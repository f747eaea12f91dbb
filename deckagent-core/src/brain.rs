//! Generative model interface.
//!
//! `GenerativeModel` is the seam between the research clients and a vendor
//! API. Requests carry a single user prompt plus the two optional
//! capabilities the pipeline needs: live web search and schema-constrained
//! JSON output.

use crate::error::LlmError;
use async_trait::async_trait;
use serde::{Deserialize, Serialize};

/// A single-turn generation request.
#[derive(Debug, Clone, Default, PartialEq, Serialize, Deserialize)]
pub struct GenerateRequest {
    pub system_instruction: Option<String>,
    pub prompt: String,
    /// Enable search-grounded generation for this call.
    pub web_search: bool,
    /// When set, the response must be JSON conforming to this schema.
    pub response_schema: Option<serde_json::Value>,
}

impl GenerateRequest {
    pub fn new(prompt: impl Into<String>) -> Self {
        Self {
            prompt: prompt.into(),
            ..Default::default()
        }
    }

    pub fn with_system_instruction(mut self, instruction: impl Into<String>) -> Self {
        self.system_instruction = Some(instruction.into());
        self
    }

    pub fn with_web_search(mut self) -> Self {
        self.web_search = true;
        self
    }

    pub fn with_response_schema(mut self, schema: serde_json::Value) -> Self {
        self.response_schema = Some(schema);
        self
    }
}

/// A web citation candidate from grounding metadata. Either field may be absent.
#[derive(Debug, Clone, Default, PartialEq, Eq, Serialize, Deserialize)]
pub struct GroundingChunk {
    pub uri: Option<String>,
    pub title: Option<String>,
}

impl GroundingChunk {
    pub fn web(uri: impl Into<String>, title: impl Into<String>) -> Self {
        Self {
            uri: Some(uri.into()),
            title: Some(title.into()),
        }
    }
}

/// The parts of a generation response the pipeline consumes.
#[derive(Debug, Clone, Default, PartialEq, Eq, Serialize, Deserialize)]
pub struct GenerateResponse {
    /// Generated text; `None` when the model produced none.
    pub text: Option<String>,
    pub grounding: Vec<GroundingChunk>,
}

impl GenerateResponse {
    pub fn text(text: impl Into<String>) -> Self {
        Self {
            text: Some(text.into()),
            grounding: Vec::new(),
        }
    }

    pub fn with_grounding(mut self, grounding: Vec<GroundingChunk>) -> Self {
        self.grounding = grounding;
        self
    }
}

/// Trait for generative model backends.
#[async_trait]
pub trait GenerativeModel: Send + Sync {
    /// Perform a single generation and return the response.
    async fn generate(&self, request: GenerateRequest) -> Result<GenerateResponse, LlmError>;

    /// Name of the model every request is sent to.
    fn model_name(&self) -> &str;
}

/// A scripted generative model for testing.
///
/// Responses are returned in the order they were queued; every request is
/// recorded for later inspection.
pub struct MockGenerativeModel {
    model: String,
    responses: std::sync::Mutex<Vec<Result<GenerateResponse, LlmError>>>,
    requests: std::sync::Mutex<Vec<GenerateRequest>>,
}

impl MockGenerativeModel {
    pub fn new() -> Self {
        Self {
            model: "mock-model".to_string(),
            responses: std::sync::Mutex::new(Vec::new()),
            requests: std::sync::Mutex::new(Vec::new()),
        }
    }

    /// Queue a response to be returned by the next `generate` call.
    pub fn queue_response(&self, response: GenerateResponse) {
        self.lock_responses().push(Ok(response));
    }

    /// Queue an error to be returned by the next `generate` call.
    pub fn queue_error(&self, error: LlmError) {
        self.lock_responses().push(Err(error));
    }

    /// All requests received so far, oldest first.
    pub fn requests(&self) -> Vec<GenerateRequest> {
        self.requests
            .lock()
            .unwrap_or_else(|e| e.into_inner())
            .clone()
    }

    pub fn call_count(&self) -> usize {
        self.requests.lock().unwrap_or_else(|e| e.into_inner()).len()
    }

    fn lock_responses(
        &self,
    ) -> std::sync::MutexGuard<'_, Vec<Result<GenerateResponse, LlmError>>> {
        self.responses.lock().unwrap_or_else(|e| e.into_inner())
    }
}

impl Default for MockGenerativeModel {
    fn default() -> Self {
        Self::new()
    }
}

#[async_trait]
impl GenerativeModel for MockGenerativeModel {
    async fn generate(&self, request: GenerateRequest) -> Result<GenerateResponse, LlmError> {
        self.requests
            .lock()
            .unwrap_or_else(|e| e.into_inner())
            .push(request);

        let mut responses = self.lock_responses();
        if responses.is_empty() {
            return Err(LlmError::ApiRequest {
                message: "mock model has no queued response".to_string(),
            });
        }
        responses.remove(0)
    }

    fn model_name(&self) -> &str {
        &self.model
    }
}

┄┄┄┄┄┄

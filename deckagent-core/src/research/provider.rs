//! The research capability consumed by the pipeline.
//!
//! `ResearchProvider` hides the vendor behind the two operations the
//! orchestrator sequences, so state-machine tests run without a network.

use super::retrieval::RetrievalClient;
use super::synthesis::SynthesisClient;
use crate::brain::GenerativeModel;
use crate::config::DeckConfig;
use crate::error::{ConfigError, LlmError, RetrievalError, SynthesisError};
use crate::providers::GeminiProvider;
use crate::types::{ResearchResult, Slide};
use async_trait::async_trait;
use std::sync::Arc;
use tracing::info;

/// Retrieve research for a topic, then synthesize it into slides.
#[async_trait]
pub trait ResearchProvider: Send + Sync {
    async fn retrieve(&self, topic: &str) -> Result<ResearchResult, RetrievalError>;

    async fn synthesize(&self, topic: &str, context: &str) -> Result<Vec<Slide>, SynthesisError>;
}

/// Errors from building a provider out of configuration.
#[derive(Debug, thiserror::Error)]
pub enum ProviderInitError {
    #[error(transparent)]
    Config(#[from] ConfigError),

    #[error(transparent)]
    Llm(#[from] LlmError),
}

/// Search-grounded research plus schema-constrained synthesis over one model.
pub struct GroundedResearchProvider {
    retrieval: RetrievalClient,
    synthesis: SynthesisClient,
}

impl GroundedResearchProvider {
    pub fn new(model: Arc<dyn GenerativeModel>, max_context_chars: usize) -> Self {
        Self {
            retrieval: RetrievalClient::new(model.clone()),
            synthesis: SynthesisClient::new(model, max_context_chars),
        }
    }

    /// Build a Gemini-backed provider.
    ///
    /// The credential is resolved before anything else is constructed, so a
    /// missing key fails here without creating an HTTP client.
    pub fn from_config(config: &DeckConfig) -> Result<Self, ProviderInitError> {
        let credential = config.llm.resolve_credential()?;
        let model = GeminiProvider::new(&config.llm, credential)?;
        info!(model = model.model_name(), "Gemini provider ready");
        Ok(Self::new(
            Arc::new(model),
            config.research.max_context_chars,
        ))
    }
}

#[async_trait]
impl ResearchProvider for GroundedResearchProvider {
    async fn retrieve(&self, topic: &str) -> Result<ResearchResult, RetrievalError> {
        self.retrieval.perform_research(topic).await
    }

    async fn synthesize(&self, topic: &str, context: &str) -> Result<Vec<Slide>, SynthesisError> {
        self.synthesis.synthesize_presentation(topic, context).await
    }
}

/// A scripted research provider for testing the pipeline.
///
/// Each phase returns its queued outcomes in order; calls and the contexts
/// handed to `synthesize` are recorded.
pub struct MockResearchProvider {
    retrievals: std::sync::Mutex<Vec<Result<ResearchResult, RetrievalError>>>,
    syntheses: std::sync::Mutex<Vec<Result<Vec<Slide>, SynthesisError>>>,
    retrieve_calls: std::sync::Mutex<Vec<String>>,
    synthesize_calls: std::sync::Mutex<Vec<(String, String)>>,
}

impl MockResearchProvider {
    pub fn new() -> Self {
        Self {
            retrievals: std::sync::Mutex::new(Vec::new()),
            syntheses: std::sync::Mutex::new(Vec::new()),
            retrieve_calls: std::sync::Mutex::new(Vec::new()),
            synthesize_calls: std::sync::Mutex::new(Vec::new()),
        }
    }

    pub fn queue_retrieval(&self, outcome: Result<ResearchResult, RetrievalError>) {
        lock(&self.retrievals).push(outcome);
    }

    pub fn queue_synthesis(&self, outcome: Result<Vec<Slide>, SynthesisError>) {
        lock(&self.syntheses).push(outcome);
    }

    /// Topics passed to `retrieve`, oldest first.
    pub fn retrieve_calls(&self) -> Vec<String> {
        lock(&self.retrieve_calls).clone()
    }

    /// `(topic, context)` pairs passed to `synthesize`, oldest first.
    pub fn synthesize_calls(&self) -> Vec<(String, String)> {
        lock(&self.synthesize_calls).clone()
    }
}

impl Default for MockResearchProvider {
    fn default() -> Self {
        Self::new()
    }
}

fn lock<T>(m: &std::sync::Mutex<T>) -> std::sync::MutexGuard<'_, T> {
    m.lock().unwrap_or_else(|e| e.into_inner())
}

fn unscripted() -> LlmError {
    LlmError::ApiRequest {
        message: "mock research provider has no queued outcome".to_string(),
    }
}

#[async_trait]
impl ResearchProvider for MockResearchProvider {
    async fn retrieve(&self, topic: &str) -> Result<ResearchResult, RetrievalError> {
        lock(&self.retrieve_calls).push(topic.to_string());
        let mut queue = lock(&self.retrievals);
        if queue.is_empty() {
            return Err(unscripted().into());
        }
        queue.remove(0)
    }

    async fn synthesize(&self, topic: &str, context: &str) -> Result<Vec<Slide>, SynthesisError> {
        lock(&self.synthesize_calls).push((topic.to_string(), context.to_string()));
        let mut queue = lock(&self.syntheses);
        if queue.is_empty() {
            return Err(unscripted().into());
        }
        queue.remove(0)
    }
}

┄┄┄┄┄┄

■ Exercise:
Some lines in the records above contain "RetrievalError". Count them and give the number only.

■ Result of the exercise:
6